分娩の管理(34) ―次の妊娠・分娩へ向けて(9)

 またある研究では、分娩経過時間とその後の子宮炎発生率が助産の有無によって異なることが分かりました(3)。この研究では567頭の乳牛の分娩についてカメラを用いて分娩にかかった時間と助産の有無を記録し、分娩後6日目と12日目における膣分泌物と乳汁温度から子宮炎の有無を診断しました。その結果、助産を必要としなかった牛のうち子宮炎と診断されたのは20%であった一方、助産を実施した牛では49%と約半分が子宮炎と診断されました。また、羊膜嚢(二次破水の袋)が見えたタイミングを分娩開始とし、子牛が娩出されるまでの時間を分娩経過時間として計測したところ、助産した牛においては子宮炎と分娩経過時間には関係があり、分娩時間が最短と最長の時に最も子宮炎になりやすく、約130分後に助産が行われた場合に最も子宮炎の確率が低い(28.2%)ことが分かりました。一方、助産を必要としなかった牛では分娩時間と子宮炎との関連は認められませんでした。つまり、羊膜嚢が見えてからあまりに早く助産を行うと、子宮内膜炎のリスクが高くなる可能性があることがわかりました。従って、羊膜嚢が現れてから130 分後が、子宮炎リスクを減らすための分娩補助を行う基準点になると研究者は推測しています(3)。

––– 不必要な子宮感染を抑える助産方法 –––

 上記の研究は北米の大学にある酪農教育研究センターで実施されたもので、詳細な記載はありませんでしたが分娩環境や助産の手技は一般的な農場よりも高い衛生度が保たれていたと予想されます。そのような環境であっても助産によって臨床型子宮炎の発生リスクは上がってしまいます。その一方で、子宮炎リスクを減らす点から考えた助産のタイミングは上記の通りではあるものの、目の前の子牛や母牛の命を助けることを考えた場合、そんな時間は気にしてはいられません。何が何でも早く介助しなければならない危険な状況というのは日常茶飯事だと思います。
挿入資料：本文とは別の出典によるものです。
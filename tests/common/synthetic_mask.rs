use plant_counter::image::BinaryMask;

/// Mask with one filled disc per `(x, y)` pair of the grid `xs × ys`.
pub fn disc_grid(width: usize, height: usize, xs: &[i64], ys: &[i64], radius: i64) -> BinaryMask {
    assert!(width > 0 && height > 0, "mask dimensions must be positive");
    assert!(radius > 0, "radius must be positive");
    let mut mask = BinaryMask::new(width, height);
    for &y in ys {
        for &x in xs {
            mask.fill_disc(x, y, radius);
        }
    }
    mask
}

/// Three rows of three discs of radius 6 centred at x = {10, 50, 90},
/// y = {20, 60, 100} on a 100x120 mask.
pub fn three_by_three() -> BinaryMask {
    disc_grid(100, 120, &[10, 50, 90], &[20, 60, 100], 6)
}

/// Deterministic uniform samples in `[0, 1)`.
pub struct Lcg(u64);

impl Lcg {
    pub fn new(seed: u64) -> Self {
        Self(seed)
    }

    pub fn next_f64(&mut self) -> f64 {
        self.0 = self
            .0
            .wrapping_mul(6_364_136_223_846_793_005)
            .wrapping_add(1_442_695_040_888_963_407);
        (self.0 >> 11) as f64 / (1u64 << 53) as f64
    }
}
 だからこそ、助産の際の衛生状態には常に気をつけておく必要があります。助産の際にはいつも決まった道具を揃え、清潔にすることはいくら強調してもしすぎることはありません(4)。助産する際には以下の手順に従って、常に衛生的に実施するように心がけましょう。

1.綺麗で清潔な道具類を準備する
・バケツ x 2個:一つは消毒剤入りのお湯/もう一方は冷水
・石鹸
・ペーパータオルorタオル
・助産バンド
・潤滑ローション
・直検手袋とゴム手袋
2.牛の尻尾を結んで牛の首に固定する
3.肛門・外陰部・尻尾を石鹸でよくこすり洗いする
4.水でよくすすいで一度ペーパータオルで拭き取る
※どんなに綺麗に洗っても残った水分中には雑菌が多くいるため、助産中に腕を伝って子宮内に侵入するのをなるべく防ぐ
5.直検手袋を肩まで装着した上から手にはゴム手袋を装着し、必要に応じて潤滑ローションをつけ、3で洗ったところ以外に手が触れない様に気をつけながら外陰部から手を挿入する
6.助産バンドを胎子の脚や頭に装着し ゆっくりと引っ張る

分娩の管理(34) ―次の妊娠・分娩へ向けて(9)

 助産は子牛・母牛の双方にとって安全に実施されなければならず、不適切な手技はどちらに対してもその後の生産性に大きな悪影響を与えます。安全な助産のためにはたくさんの経験と高い技術が必要ですが、この記事がその一助になればと思います。

― 参考文献―

(1)河原ら, 2013. ホルスタインの泌乳量,繁殖性,死産および経済的効果に対する分娩難易の影響. 日本畜産学会報 84(3):309-317.
(2)Dematawewa and Berger, 1997. Effect of dystocia on yield, fertility and cow losses and an economic evaluation of dystocia scores for Holsteins. Journal of Dairy Science. 80:754-761.
(3)Bauer et al., 2020. The use of calving behaviours and automated activity monitors to predict and detect parturition and uterine diseases in Holstein cattle. UBC Theses and Dissertations.
(4)Whittier and Thorne, 2007. Assisting the Beef Cow at Calving Time. MU Extension.